Nokia is already changing its business model for some years. Of course network services and mobile telephones have been sales products for years. But with the saturation of the market for mobiles, other products and sources of income have to be sought. Despite the fact that Nokia bought all the shares in the Symbian consortium o 264 million euro, Symbian will not be a real source of income. In fact Nokia will put it at arm’s length and accommodate it in a foundation, offering other companies like Google the benefits of the development.
As the company is in content related devices it has been looking around for some time into content products and services. In 200 the company looked into the tablets for games and electronic books. Due to an economic depression, this development was shelved. But since two years Nokia is working on content products with a vengeance: games, music and maps.
Gaming has been a difficult area to start up in. The NGage device was not a success. But now the general game software comes on stream.
The music service is interesting. Of course the mobile devices are becoming Christmas trees with many bells such as telephone, SMS, camera game device and now also MP3 player and navigation device. But as Nokia is rather late in the music game it will have to compete with the iPod. In fact the company is applying the iPod syndrome: a device, a library, a fair price for songs. Nokia is producing special mobiles for music. It is building up a library through all large record companies, except for EMI (for the time being) and by buying the music store Comes with Music. And the price is more than fair (for the time being): songs are for free.

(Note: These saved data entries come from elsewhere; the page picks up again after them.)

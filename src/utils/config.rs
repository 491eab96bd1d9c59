//! Resolver configuration
//!
//! The built-in tables match the deployed hospital map. A JSON file with
//! the same shape can replace them per site; `Default` yields the built-in
//! tables so the library is usable with zero configuration. Configuration
//! covers resolver tables only — map images and robot connectivity belong
//! to the shell.

use std::collections::HashSet;
use std::fmt;
use std::fs;
use std::path::Path;

use serde::{Deserialize, Serialize};

use crate::algorithms::calibration::{CalibrationOffset, CalibrationTable, HomeCorrection};
use crate::algorithms::viewport::MapViewport;
use crate::core::constants::{DISPLAY_DECIMALS, MAP_SPAN_METERS};
use crate::core::types::Pose;
use crate::presets::{LocationPreset, PresetRegistry};

/// Configuration validation and I/O errors
#[derive(Debug, Clone, PartialEq)]
pub enum ConfigError {
    /// Invalid parameter value
    InvalidParameter {
        parameter: String,
        value: String,
        reason: String,
    },
    /// Two locations share the same id
    DuplicateLocation { location_id: String },
    /// Configuration file I/O error
    IoError { message: String },
    /// JSON serialization/deserialization error
    SerializationError { message: String },
}

impl fmt::Display for ConfigError {
    fn fmt(&self, f: &mut fmt::Formatter<'_>) -> fmt::Result {
        match self {
            ConfigError::InvalidParameter {
                parameter,
                value,
                reason,
            } => write!(f, "Invalid parameter {}={}: {}", parameter, value, reason),
            ConfigError::DuplicateLocation { location_id } => {
                write!(f, "Duplicate location id: {}", location_id)
            }
            ConfigError::IoError { message } => write!(f, "Configuration I/O error: {}", message),
            ConfigError::SerializationError { message } => {
                write!(f, "Configuration serialization error: {}", message)
            }
        }
    }
}

impl std::error::Error for ConfigError {}

/// Result of validating a configuration
#[derive(Debug, Clone)]
pub struct ValidationResult {
    /// Whether the configuration is usable
    pub is_valid: bool,
    /// Hard errors; the configuration must not be used while any remain
    pub errors: Vec<ConfigError>,
    /// Non-fatal findings worth surfacing to the operator
    pub warnings: Vec<String>,
}

/// One selectable location
#[derive(Debug, Clone, PartialEq, Serialize, Deserialize)]
pub struct LocationConfig {
    /// Opaque location id the dashboard buttons use (e.g. "101")
    pub id: String,
    /// Nominal, uncalibrated pose shown on screen
    pub pose: Pose,
    /// Operator-facing room label
    pub room: String,
    /// Offset subtracted at resolution time; omit for no adjustment
    #[serde(default)]
    pub calibration: Option<CalibrationOffset>,
}

/// Home dock: raw pose plus the additive post-calibration correction
#[derive(Debug, Clone, PartialEq, Serialize, Deserialize)]
pub struct HomeConfig {
    pub pose: Pose,
    pub room: String,
    pub correction: HomeCorrection,
}

/// Root configuration for the resolver
#[derive(Debug, Clone, PartialEq, Serialize, Deserialize)]
pub struct ResolverConfig {
    /// Metric span of the map viewport (meters)
    #[serde(default = "default_viewport_span")]
    pub viewport_span_m: f64,
    /// Decimal places for click-derived display coordinates
    #[serde(default = "default_display_decimals")]
    pub display_decimals: u8,
    /// Selectable locations with optional calibration
    pub locations: Vec<LocationConfig>,
    /// Home dock definition
    pub home: HomeConfig,
}

fn default_viewport_span() -> f64 {
    MAP_SPAN_METERS
}

fn default_display_decimals() -> u8 {
    DISPLAY_DECIMALS
}

impl Default for ResolverConfig {
    fn default() -> Self {
        Self::builtin()
    }
}

impl ResolverConfig {
    /// The deployed hospital map: six rooms, their measured offsets, and
    /// the reception dock with its tuned correction
    pub fn builtin() -> Self {
        let location = |id: &str, x: f64, y: f64, floor: u32, yaw: f64, room: &str, offset| {
            LocationConfig {
                id: id.to_string(),
                pose: Pose::new(x, y, floor, yaw),
                room: room.to_string(),
                calibration: offset,
            }
        };

        Self {
            viewport_span_m: MAP_SPAN_METERS,
            display_decimals: DISPLAY_DECIMALS,
            locations: vec![
                location("101", 2.0, 0.81, 1, 62.0, "Room No 101",
                    Some(CalibrationOffset::new(0.492, 0.0, 61.579))),
                location("102", 0.0, 0.0, 1, 0.0, "Room No 102",
                    Some(CalibrationOffset::new(0.2, 0.3, 30.0))),
                location("103", 2.3, -0.5, 1, 0.0, "Room No 103",
                    Some(CalibrationOffset::new(-0.42, 5.77, 146.296))),
                location("104", -3.0, -7.0, 3, 270.0, "Room No 104",
                    Some(CalibrationOffset::new(0.0, 0.0, 0.0))),
                location("105", 4.0, -2.0, 1, 0.0, "Room No 105",
                    Some(CalibrationOffset::new(0.3, 0.2, 15.0))),
                location("106", -6.0, 8.0, 1, 45.0, "Room No 106",
                    Some(CalibrationOffset::new(0.4, 0.3, 10.0))),
            ],
            home: HomeConfig {
                pose: Pose::new(0.2, 2.6, 1, 0.0),
                room: "home".to_string(),
                correction: HomeCorrection::builtin(),
            },
        }
    }

    /// Parse a configuration from a JSON string
    pub fn from_json_str(json: &str) -> Result<Self, ConfigError> {
        serde_json::from_str(json).map_err(|e| ConfigError::SerializationError {
            message: e.to_string(),
        })
    }

    /// Serialize the configuration to JSON
    pub fn to_json_string(&self, pretty: bool) -> Result<String, ConfigError> {
        let result = if pretty {
            serde_json::to_string_pretty(self)
        } else {
            serde_json::to_string(self)
        };
        result.map_err(|e| ConfigError::SerializationError {
            message: e.to_string(),
        })
    }

    /// Load a configuration from a JSON file
    pub fn load_from_file<P: AsRef<Path>>(path: P) -> Result<Self, ConfigError> {
        let contents = fs::read_to_string(path).map_err(|e| ConfigError::IoError {
            message: e.to_string(),
        })?;
        Self::from_json_str(&contents)
    }

    /// Write the configuration to a JSON file (pretty-printed)
    pub fn save_to_file<P: AsRef<Path>>(&self, path: P) -> Result<(), ConfigError> {
        let json = self.to_json_string(true)?;
        fs::write(path, json).map_err(|e| ConfigError::IoError {
            message: e.to_string(),
        })
    }

    /// Validate the configuration
    pub fn validate(&self) -> ValidationResult {
        let mut errors = Vec::new();
        let mut warnings = Vec::new();

        if !self.viewport_span_m.is_finite() || self.viewport_span_m <= 0.0 {
            errors.push(ConfigError::InvalidParameter {
                parameter: "viewport_span_m".to_string(),
                value: self.viewport_span_m.to_string(),
                reason: "must be finite and positive".to_string(),
            });
        }

        if self.display_decimals > 6 {
            warnings.push(format!(
                "display_decimals {} exceeds the precision the form renders",
                self.display_decimals
            ));
        }

        if self.locations.is_empty() {
            warnings.push("no selectable locations configured".to_string());
        }

        let half_span = self.viewport_span_m / 2.0;
        let mut seen_ids = HashSet::new();

        for location in &self.locations {
            if location.id.is_empty() {
                errors.push(ConfigError::InvalidParameter {
                    parameter: "locations.id".to_string(),
                    value: String::new(),
                    reason: "location id must not be empty".to_string(),
                });
            }
            if !seen_ids.insert(location.id.as_str()) {
                errors.push(ConfigError::DuplicateLocation {
                    location_id: location.id.clone(),
                });
            }

            Self::validate_pose(
                &location.pose,
                &format!("locations[{}]", location.id),
                &mut errors,
            );

            if let Some(offset) = &location.calibration {
                if !offset.dx.is_finite() || !offset.dy.is_finite() || !offset.dyaw.is_finite() {
                    errors.push(ConfigError::InvalidParameter {
                        parameter: format!("locations[{}].calibration", location.id),
                        value: format!("({}, {}, {})", offset.dx, offset.dy, offset.dyaw),
                        reason: "offsets must be finite".to_string(),
                    });
                }
            }

            if self.viewport_span_m.is_finite()
                && self.viewport_span_m > 0.0
                && (location.pose.x.abs() > half_span || location.pose.y.abs() > half_span)
            {
                warnings.push(format!(
                    "location {} lies outside the mapped viewport",
                    location.id
                ));
            }
        }

        Self::validate_pose(&self.home.pose, "home", &mut errors);

        let correction = &self.home.correction;
        if !correction.dx.is_finite() || !correction.dy.is_finite() || !correction.dyaw.is_finite()
        {
            errors.push(ConfigError::InvalidParameter {
                parameter: "home.correction".to_string(),
                value: format!("({}, {}, {})", correction.dx, correction.dy, correction.dyaw),
                reason: "correction terms must be finite".to_string(),
            });
        }

        ValidationResult {
            is_valid: errors.is_empty(),
            errors,
            warnings,
        }
    }

    fn validate_pose(pose: &Pose, context: &str, errors: &mut Vec<ConfigError>) {
        if pose.floor < 1 {
            errors.push(ConfigError::InvalidParameter {
                parameter: format!("{}.pose.floor", context),
                value: pose.floor.to_string(),
                reason: "floors are 1-based".to_string(),
            });
        }
        if !pose.x.is_finite() || !pose.y.is_finite() || !pose.yaw.is_finite() {
            errors.push(ConfigError::InvalidParameter {
                parameter: format!("{}.pose", context),
                value: format!("({}, {}, {})", pose.x, pose.y, pose.yaw),
                reason: "coordinates must be finite".to_string(),
            });
        }
    }

    /// Viewport described by this configuration
    pub fn viewport(&self) -> MapViewport {
        MapViewport::new(self.viewport_span_m)
    }

    /// Preset registry described by this configuration
    pub fn registry(&self) -> PresetRegistry {
        let home = LocationPreset::new(self.home.pose, self.home.room.clone());
        let mut registry = PresetRegistry::new(home);
        for location in &self.locations {
            registry.insert(
                location.id.clone(),
                LocationPreset::new(location.pose, location.room.clone()),
            );
        }
        registry
    }

    /// Calibration table described by this configuration
    pub fn calibration_table(&self) -> CalibrationTable {
        let mut table = CalibrationTable::new();
        for location in &self.locations {
            if let Some(offset) = location.calibration {
                table.insert(location.id.clone(), offset);
            }
        }
        table
    }
}

#[cfg(test)]
mod tests {
    use super::*;

    #[test]
    fn test_builtin_config_is_valid() {
        let result = ResolverConfig::builtin().validate();

        assert!(result.is_valid);
        assert!(result.errors.is_empty());
        assert!(result.warnings.is_empty());
    }

    #[test]
    fn test_json_round_trip() {
        let config = ResolverConfig::builtin();
        let json = config.to_json_string(false).unwrap();
        let parsed = ResolverConfig::from_json_str(&json).unwrap();

        assert_eq!(parsed, config);
    }

    #[test]
    fn test_span_and_decimals_default_when_omitted() {
        let json = r#"{
            "locations": [],
            "home": {
                "pose": { "x": 0.2, "y": 2.6, "floor": 1, "yaw": 0.0 },
                "room": "home",
                "correction": { "dx": -0.992, "dy": 1.61, "dyaw": 123.561 }
            }
        }"#;

        let config = ResolverConfig::from_json_str(json).unwrap();

        assert_eq!(config.viewport_span_m, MAP_SPAN_METERS);
        assert_eq!(config.display_decimals, DISPLAY_DECIMALS);
    }

    #[test]
    fn test_duplicate_location_ids_rejected() {
        let mut config = ResolverConfig::builtin();
        let duplicate = config.locations[0].clone();
        config.locations.push(duplicate);

        let result = config.validate();

        assert!(!result.is_valid);
        assert!(result.errors.contains(&ConfigError::DuplicateLocation {
            location_id: "101".to_string()
        }));
    }

    #[test]
    fn test_zero_floor_rejected() {
        let mut config = ResolverConfig::builtin();
        config.locations[2].pose.floor = 0;

        assert!(!config.validate().is_valid);
    }

    #[test]
    fn test_non_finite_coordinate_rejected() {
        let mut config = ResolverConfig::builtin();
        config.home.pose.y = f64::NAN;

        assert!(!config.validate().is_valid);
    }

    #[test]
    fn test_non_positive_span_rejected() {
        let mut config = ResolverConfig::builtin();
        config.viewport_span_m = 0.0;

        assert!(!config.validate().is_valid);
    }

    #[test]
    fn test_out_of_viewport_location_warns() {
        let mut config = ResolverConfig::builtin();
        config.locations[0].pose.x = 12.5;

        let result = config.validate();

        assert!(result.is_valid);
        assert!(result.warnings.iter().any(|w| w.contains("101")));
    }

    #[test]
    fn test_table_builders_match_builtin_tables() {
        let config = ResolverConfig::builtin();

        assert_eq!(config.calibration_table().len(), 6);
        assert_eq!(config.registry().len(), 6);
        assert_eq!(config.viewport().span_m, MAP_SPAN_METERS);
        assert_eq!(
            config.calibration_table().offset_for("101"),
            CalibrationOffset::new(0.492, 0.0, 61.579)
        );
    }
}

The latest content addition is navigation.. Of course, here the mobile functions as navigator. But for the device maps are needed. For this purpose Nokia bought the competitor of Teleatlas/Tom-Tom the US company Navteq. Last month the European Commission gave permission for the acquisition. In the meantime the company had already 406.000 dowloads of maps.
Nokia is changed its face from industrial products to telecom hardware in the nineties. Now it is changing again from hardware to content related products and content services. For the time being the company is still dependant on the sale of mobile devices, but gradually it becomes a download company building on revenues from games, music and maps.